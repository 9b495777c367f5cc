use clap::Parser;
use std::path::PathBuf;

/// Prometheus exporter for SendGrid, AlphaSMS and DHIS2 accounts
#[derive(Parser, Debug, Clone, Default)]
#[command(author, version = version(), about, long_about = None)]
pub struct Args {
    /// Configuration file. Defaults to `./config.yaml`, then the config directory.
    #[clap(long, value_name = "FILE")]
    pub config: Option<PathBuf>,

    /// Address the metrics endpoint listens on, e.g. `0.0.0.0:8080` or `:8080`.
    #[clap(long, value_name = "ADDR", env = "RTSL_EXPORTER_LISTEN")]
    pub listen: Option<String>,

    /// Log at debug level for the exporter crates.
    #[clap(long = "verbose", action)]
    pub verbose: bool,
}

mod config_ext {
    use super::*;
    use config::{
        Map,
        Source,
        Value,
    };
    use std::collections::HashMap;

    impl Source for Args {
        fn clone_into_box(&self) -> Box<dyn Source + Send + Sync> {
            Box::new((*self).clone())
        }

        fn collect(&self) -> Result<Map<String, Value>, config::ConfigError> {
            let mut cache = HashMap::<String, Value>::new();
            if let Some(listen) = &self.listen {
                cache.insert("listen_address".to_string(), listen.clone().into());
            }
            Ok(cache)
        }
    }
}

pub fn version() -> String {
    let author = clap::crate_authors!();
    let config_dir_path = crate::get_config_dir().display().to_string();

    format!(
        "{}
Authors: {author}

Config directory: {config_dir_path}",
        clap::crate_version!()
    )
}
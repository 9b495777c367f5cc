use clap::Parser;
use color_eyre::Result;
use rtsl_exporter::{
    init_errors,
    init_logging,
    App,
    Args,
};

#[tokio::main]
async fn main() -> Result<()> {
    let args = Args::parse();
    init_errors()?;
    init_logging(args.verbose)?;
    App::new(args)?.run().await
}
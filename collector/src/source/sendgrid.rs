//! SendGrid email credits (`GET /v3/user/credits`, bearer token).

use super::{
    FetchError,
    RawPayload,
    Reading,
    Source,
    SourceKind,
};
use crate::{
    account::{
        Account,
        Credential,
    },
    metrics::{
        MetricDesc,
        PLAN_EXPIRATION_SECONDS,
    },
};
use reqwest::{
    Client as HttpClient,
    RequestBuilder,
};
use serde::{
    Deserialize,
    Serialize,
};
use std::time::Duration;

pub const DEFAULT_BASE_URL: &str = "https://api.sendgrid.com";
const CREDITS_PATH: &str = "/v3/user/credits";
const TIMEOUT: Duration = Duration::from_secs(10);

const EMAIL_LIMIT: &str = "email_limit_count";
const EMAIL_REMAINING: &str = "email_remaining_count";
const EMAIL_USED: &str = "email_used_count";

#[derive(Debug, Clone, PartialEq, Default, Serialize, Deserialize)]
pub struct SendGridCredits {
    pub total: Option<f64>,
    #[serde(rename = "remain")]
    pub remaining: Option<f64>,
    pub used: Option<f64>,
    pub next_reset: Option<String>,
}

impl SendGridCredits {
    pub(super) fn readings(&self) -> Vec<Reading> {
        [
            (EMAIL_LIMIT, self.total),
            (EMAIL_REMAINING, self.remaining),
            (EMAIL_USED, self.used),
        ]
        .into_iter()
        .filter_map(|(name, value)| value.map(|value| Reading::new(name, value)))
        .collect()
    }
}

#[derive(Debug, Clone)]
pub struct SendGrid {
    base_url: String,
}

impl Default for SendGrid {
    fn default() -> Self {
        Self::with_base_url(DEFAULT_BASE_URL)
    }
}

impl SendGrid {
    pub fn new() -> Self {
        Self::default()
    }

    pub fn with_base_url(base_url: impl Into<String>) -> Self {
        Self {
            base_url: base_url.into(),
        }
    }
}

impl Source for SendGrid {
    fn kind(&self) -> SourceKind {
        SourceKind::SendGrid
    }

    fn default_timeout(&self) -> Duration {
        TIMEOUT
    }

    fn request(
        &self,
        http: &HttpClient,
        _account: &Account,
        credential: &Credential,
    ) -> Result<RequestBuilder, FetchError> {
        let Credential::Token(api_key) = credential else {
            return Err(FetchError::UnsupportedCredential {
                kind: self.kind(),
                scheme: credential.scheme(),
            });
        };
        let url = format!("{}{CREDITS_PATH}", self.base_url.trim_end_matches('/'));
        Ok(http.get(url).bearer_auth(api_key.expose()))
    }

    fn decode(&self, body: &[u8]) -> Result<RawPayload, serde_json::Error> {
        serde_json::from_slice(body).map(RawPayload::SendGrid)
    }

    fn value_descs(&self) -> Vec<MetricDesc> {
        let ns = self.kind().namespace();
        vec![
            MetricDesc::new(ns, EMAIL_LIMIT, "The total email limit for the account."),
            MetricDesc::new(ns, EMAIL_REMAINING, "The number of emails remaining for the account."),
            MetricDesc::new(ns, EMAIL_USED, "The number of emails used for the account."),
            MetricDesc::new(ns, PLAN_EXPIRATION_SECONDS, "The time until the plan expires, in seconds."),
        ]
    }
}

──────

• BRIEF: Nothing may change. Retype all of the entries.

• TASK RESPONSE:
repository 9b495777c367f5cc
use clap::Parser;
use std::path::PathBuf;

/// Prometheus exporter for SendGrid, AlphaSMS and DHIS2 accounts
#[derive(Parser, Debug, Clone, Default)]
#[command(author, version = version(), about, long_about = None)]
pub struct Args {
    /// Configuration file. Defaults to `./config.yaml`, then the config directory.
    #[clap(long, value_name = "FILE")]
    pub config: Option<PathBuf>,

    /// Address the metrics endpoint listens on, e.g. `0.0.0.0:8080` or `:8080`.
    #[clap(long, value_name = "ADDR", env = "RTSL_EXPORTER_LISTEN")]
    pub listen: Option<String>,

    /// Log at debug level for the exporter crates.
    #[clap(long = "verbose", action)]
    pub verbose: bool,
}

mod config_ext {
    use super::*;
    use config::{
        Map,
        Source,
        Value,
    };
    use std::collections::HashMap;

    impl Source for Args {
        fn clone_into_box(&self) -> Box<dyn Source + Send + Sync> {
            Box::new((*self).clone())
        }

        fn collect(&self) -> Result<Map<String, Value>, config::ConfigError> {
            let mut cache = HashMap::<String, Value>::new();
            if let Some(listen) = &self.listen {
                cache.insert("listen_address".to_string(), listen.clone().into());
            }
            Ok(cache)
        }
    }
}

pub fn version() -> String {
    let author = clap::crate_authors!();
    let config_dir_path = crate::get_config_dir().display().to_string();

    format!(
        "{}
Authors: {author}

Config directory: {config_dir_path}",
        clap::crate_version!()
    )
}
repository 9b495777c367f5cc
use clap::Parser;
use color_eyre::Result;
use rtsl_exporter::{
    init_errors,
    init_logging,
    App,
    Args,
};

#[tokio::main]
async fn main() -> Result<()> {
    let args = Args::parse();
    init_errors()?;
    init_logging(args.verbose)?;
    App::new(args)?.run().await
}
filename collector/src/source/sendgrid.rs
//! SendGrid email credits (`GET /v3/user/credits`, bearer token).

use super::{
    FetchError,
    RawPayload,
    Reading,
    Source,
    SourceKind,
};
use crate::{
    account::{
        Account,
        Credential,
    },
    metrics::{
        MetricDesc,
        PLAN_EXPIRATION_SECONDS,
    },
};
use reqwest::{
    Client as HttpClient,
    RequestBuilder,
};
use serde::{
    Deserialize,
    Serialize,
};
use std::time::Duration;

pub const DEFAULT_BASE_URL: &str = "https://api.sendgrid.com";
const CREDITS_PATH: &str = "/v3/user/credits";
const TIMEOUT: Duration = Duration::from_secs(10);

const EMAIL_LIMIT: &str = "email_limit_count";
const EMAIL_REMAINING: &str = "email_remaining_count";
const EMAIL_USED: &str = "email_used_count";

#[derive(Debug, Clone, PartialEq, Default, Serialize, Deserialize)]
pub struct SendGridCredits {
    pub total: Option<f64>,
    #[serde(rename = "remain")]
    pub remaining: Option<f64>,
    pub used: Option<f64>,
    pub next_reset: Option<String>,
}

impl SendGridCredits {
    pub(super) fn readings(&self) -> Vec<Reading> {
        [
            (EMAIL_LIMIT, self.total),
            (EMAIL_REMAINING, self.remaining),
            (EMAIL_USED, self.used),
        ]
        .into_iter()
        .filter_map(|(name, value)| value.map(|value| Reading::new(name, value)))
        .collect()
    }
}

#[derive(Debug, Clone)]
pub struct SendGrid {
    base_url: String,
}

impl Default for SendGrid {
    fn default() -> Self {
        Self::with_base_url(DEFAULT_BASE_URL)
    }
}

impl SendGrid {
    pub fn new() -> Self {
        Self::default()
    }

    pub fn with_base_url(base_url: impl Into<String>) -> Self {
        Self {
            base_url: base_url.into(),
        }
    }
}

impl Source for SendGrid {
    fn kind(&self) -> SourceKind {
        SourceKind::SendGrid
    }

    fn default_timeout(&self) -> Duration {
        TIMEOUT
    }

    fn request(
        &self,
        http: &HttpClient,
        _account: &Account,
        credential: &Credential,
    ) -> Result<RequestBuilder, FetchError> {
        let Credential::Token(api_key) = credential else {
            return Err(FetchError::UnsupportedCredential {
                kind: self.kind(),
                scheme: credential.scheme(),
            });
        };
        let url = format!("{}{CREDITS_PATH}", self.base_url.trim_end_matches('/'));
        Ok(http.get(url).bearer_auth(api_key.expose()))
    }

    fn decode(&self, body: &[u8]) -> Result<RawPayload, serde_json::Error> {
        serde_json::from_slice(body).map(RawPayload::SendGrid)
    }

    fn value_descs(&self) -> Vec<MetricDesc> {
        let ns = self.kind().namespace();
        vec![
            MetricDesc::new(ns, EMAIL_LIMIT, "The total email limit for the account."),
            MetricDesc::new(ns, EMAIL_REMAINING, "The number of emails remaining for the account."),
            MetricDesc::new(ns, EMAIL_USED, "The number of emails used for the account."),
            MetricDesc::new(ns, PLAN_EXPIRATION_SECONDS, "The time until the plan expires, in seconds."),
        ]
    }
}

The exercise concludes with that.